Recently I stumbled across his athlete profile from the 2010 CrossFit Games, the first games in which he competed, and decided to do a little comparison. His progression over the last two years is quite impressive.
|Rich Froning – 2010
|Rich Froning – 2012
|Weight 185 lb.
|Weight 195 lb.
|Fight Gone Bad 375
|Fight Gone Bad 504
|Clean & Jerk 255 lb.
|Clean & Jerk 325 lb.
|Snatch 200 lb.
|Snatch 270 lb.
|Deadlift 455 lb.
|Deadlift 525 lb.
|Back Squat 365 lb.
|Back Squat 425 lb.
I am not sure if he actually grew two inches in two years or if the stats are being padded a little bit like in the NFL. Either way, overall, the guy is quite impressive.
The main thing I want to point out is not only the progression of Rich Froning, but also the progression of the CrossFit Games. In 2010 Rich placed 2nd overall in the Games. However, as I look at his stats from 2010, they are impressive, but really not that impressive.
I know plenty of guys, now, who can achieve most of his 2010 stats and will not be at the Games this year. Still great achievements, but now the Games are evolving as more and more athletes go for the title. The athletes are getting more serious. Had Rich stayed where he was at or only progressed a little, he wouldn’t have made it to any future Games.
The CrossFit Games set out to find the fittest man and woman on earth, and as they move forward the standards get higher and higher. It is incredibly impressive to see the numbers and times athletes are starting to throw out in arenas around the world.
What’s most impressive is the fact that the same athletes manage to get to the Games over and over. If Rich Froning, Jason Khalipa or Chris Spealler were to compete against a ‘two-year-ago’ version of themselves…they would destroy themselves.

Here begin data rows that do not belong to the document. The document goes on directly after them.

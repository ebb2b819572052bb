//! Application configuration DTO.
//!
//! Maps the TOML config file onto typed sections. Every key is optional;
//! a missing key takes its built-in default.

use std::time::Duration;

use serde::{Deserialize, Serialize};

use crate::board::{
    CardGeometry, ContainerRect, PlacementMode, DEFAULT_CARD_HEIGHT, DEFAULT_CARD_WIDTH,
    DEFAULT_FREE_SPACING, DEFAULT_GRID_GAP, DEFAULT_INTAKE_CAPACITY,
};

pub const DEFAULT_POLL_INTERVAL_MS: u64 = 500;
pub const DEFAULT_HIGHLIGHT_MS: u64 = 1000;

#[derive(Debug, Clone, Default, PartialEq, Serialize, Deserialize)]
#[serde(default)]
pub struct AppConfig {
    pub watcher: WatcherConfig,
    pub intake: IntakeConfig,
    pub board: BoardConfig,
    pub display: DisplayConfig,
}

#[derive(Debug, Clone, PartialEq, Serialize, Deserialize)]
#[serde(default)]
pub struct WatcherConfig {
    pub poll_interval_ms: u64,
}

impl Default for WatcherConfig {
    fn default() -> Self {
        Self {
            poll_interval_ms: DEFAULT_POLL_INTERVAL_MS,
        }
    }
}

#[derive(Debug, Clone, PartialEq, Serialize, Deserialize)]
#[serde(default)]
pub struct IntakeConfig {
    pub capacity: usize,
    pub highlight_ms: u64,
}

impl Default for IntakeConfig {
    fn default() -> Self {
        Self {
            capacity: DEFAULT_INTAKE_CAPACITY,
            highlight_ms: DEFAULT_HIGHLIGHT_MS,
        }
    }
}

#[derive(Debug, Clone, PartialEq, Serialize, Deserialize)]
#[serde(default)]
pub struct BoardConfig {
    pub placement: PlacementMode,
    pub card_width: f64,
    pub card_height: f64,
    pub gap: f64,
    pub spacing: f64,
    /// Initial container size in pixels.
    pub width: f64,
    pub height: f64,
    /// Put every detection straight onto the board.
    pub auto_place: bool,
}

impl Default for BoardConfig {
    fn default() -> Self {
        // room for 3 rows x 2 cols of cards
        Self {
            placement: PlacementMode::default(),
            card_width: DEFAULT_CARD_WIDTH,
            card_height: DEFAULT_CARD_HEIGHT,
            gap: DEFAULT_GRID_GAP,
            spacing: DEFAULT_FREE_SPACING,
            width: 2.0 * (DEFAULT_CARD_WIDTH + DEFAULT_GRID_GAP) + DEFAULT_GRID_GAP,
            height: 3.0 * (DEFAULT_CARD_HEIGHT + DEFAULT_GRID_GAP) + DEFAULT_GRID_GAP,
            auto_place: true,
        }
    }
}

impl BoardConfig {
    pub fn geometry(&self) -> CardGeometry {
        CardGeometry {
            card_width: self.card_width,
            card_height: self.card_height,
            gap: self.gap,
            spacing: self.spacing,
        }
    }

    pub fn container(&self) -> ContainerRect {
        ContainerRect::sized(self.width, self.height)
    }
}

#[derive(Debug, Clone, Default, PartialEq, Serialize, Deserialize)]
#[serde(default)]
pub struct DisplayConfig {
    /// IANA zone name; `None` means detect from the host.
    pub timezone: Option<String>,
}

impl AppConfig {
    /// Map a parsed TOML document onto the config sections.
    pub fn from_toml(value: &toml::Value) -> anyhow::Result<Self> {
        Ok(value.clone().try_into()?)
    }

    pub fn poll_interval(&self) -> Duration {
        Duration::from_millis(self.watcher.poll_interval_ms)
    }

    pub fn highlight_duration(&self) -> Duration {
        Duration::from_millis(self.intake.highlight_ms)
    }
}

#[cfg(test)]
mod tests {
    use super::*;
    use crate::board::GridDimensions;

    #[test]
    fn test_defaults() {
        let config = AppConfig::default();
        assert_eq!(config.poll_interval(), Duration::from_millis(500));
        assert_eq!(config.highlight_duration(), Duration::from_millis(1000));
        assert_eq!(config.intake.capacity, 20);
        assert_eq!(config.board.placement, PlacementMode::Grid);

        let dims = GridDimensions::for_container(&config.board.container(), &config.board.geometry());
        assert_eq!(dims, GridDimensions { rows: 3, cols: 2 });
    }

    #[test]
    fn test_partial_toml_keeps_other_defaults() {
        let value: toml::Value = toml::from_str(
            r#"
            [watcher]
            poll_interval_ms = 250

            [board]
            placement = "free"
            "#,
        )
        .unwrap();

        let config = AppConfig::from_toml(&value).unwrap();
        assert_eq!(config.watcher.poll_interval_ms, 250);
        assert_eq!(config.board.placement, PlacementMode::Free);
        assert_eq!(config.board.card_width, DEFAULT_CARD_WIDTH);
        assert!(config.display.timezone.is_none());
    }

    #[test]
    fn test_unknown_placement_is_rejected() {
        let value: toml::Value = toml::from_str("[board]\nplacement = \"spiral\"").unwrap();
        assert!(AppConfig::from_toml(&value).is_err());
    }
}
//! Business logic use cases
//!
//! [ClipboardWatcher]
//        ↓
// IntakeTimestamp          → intake list (highlighted)
//        ↓
// PlaceTimestamp           → board (auto or pointer drop)
// MoveBoardEntity          → drag on the board
// ---------------------------------
// RemoveTimestamp / ClearSection
// ResizeBoard
// RenderCards              → what the UI draws

pub mod intake_timestamp;
pub mod monitoring;
pub mod move_entity;
pub mod place_timestamp;
pub mod remove_timestamp;
pub mod render_cards;
pub mod resize_board;

pub use intake_timestamp::IntakeTimestamp;
pub use monitoring::{MonitoringError, StartMonitoring, StopMonitoring};
pub use move_entity::{DragMove, MoveBoardEntity};
pub use place_timestamp::{DropTarget, PlaceTimestamp, PlaceTimestampError};
pub use remove_timestamp::{ClearSection, RemoveTimestamp, RemoveTimestampError};
pub use render_cards::{RenderCards, RenderedCard};
pub use resize_board::ResizeBoard;
//! # Configuration Loader
//!
//! Reads the TOML config file and maps it onto [`AppConfig`]. Missing
//! sections and keys fall back to the defaults baked into the config
//! DTO; nothing here validates values.

use anyhow::Context;
use std::path::PathBuf;

use sb_core::board::PlacementMode;
use sb_core::config::AppConfig;

/// Load configuration from a TOML file.
///
/// # Errors
///
/// Returns error if the file cannot be read, is not valid TOML, or a
/// value has the wrong type (including an unknown placement mode).
pub fn load_config(config_path: PathBuf) -> anyhow::Result<AppConfig> {
    let content = std::fs::read_to_string(&config_path)
        .with_context(|| format!("Failed to read config file: {}", config_path.display()))?;
    let toml_value: toml::Value =
        toml::from_str(&content).context("Failed to parse config as TOML")?;
    AppConfig::from_toml(&toml_value)
        .with_context(|| format!("Invalid config in {}", config_path.display()))
}

/// `<config dir>/stampboard/config.toml`, e.g. `~/.config/stampboard/config.toml`.
pub fn default_config_path() -> Option<PathBuf> {
    dirs::config_dir().map(|dir| dir.join("stampboard").join("config.toml"))
}

/// Command-line values that win over the config file.
#[derive(Debug, Clone, Default)]
pub struct ConfigOverrides {
    pub placement: Option<PlacementMode>,
    pub timezone: Option<String>,
}

impl ConfigOverrides {
    pub fn apply(self, config: &mut AppConfig) {
        if let Some(placement) = self.placement {
            config.board.placement = placement;
        }
        if let Some(timezone) = self.timezone {
            config.display.timezone = Some(timezone);
        }
    }
}

/// Load the effective configuration.
///
/// An explicit path must exist. Without one the default path is tried,
/// and built-in defaults are used when no file is there.
pub fn resolve_config(
    explicit: Option<PathBuf>,
    overrides: ConfigOverrides,
) -> anyhow::Result<AppConfig> {
    let mut config = match explicit {
        Some(path) => load_config(path)?,
        None => match default_config_path() {
            Some(path) if path.is_file() => load_config(path)?,
            _ => AppConfig::default(),
        },
    };
    overrides.apply(&mut config);
    Ok(config)
}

I have said it before and I’ll say it again; the CrossFit Games is still very much in it’s infancy. People will become more accustomed to CrossFit competition and bodies will reach their max potential. Once this happens, who wins the CrossFit Games will be a matter of inches, milliseconds and half repetitions.
Judging by the impressive statistical improvements these number show in just two years, I think it is fair to say we are yet to see the best of Froning and other competitors as the sport of CrossFit continues to be fostered.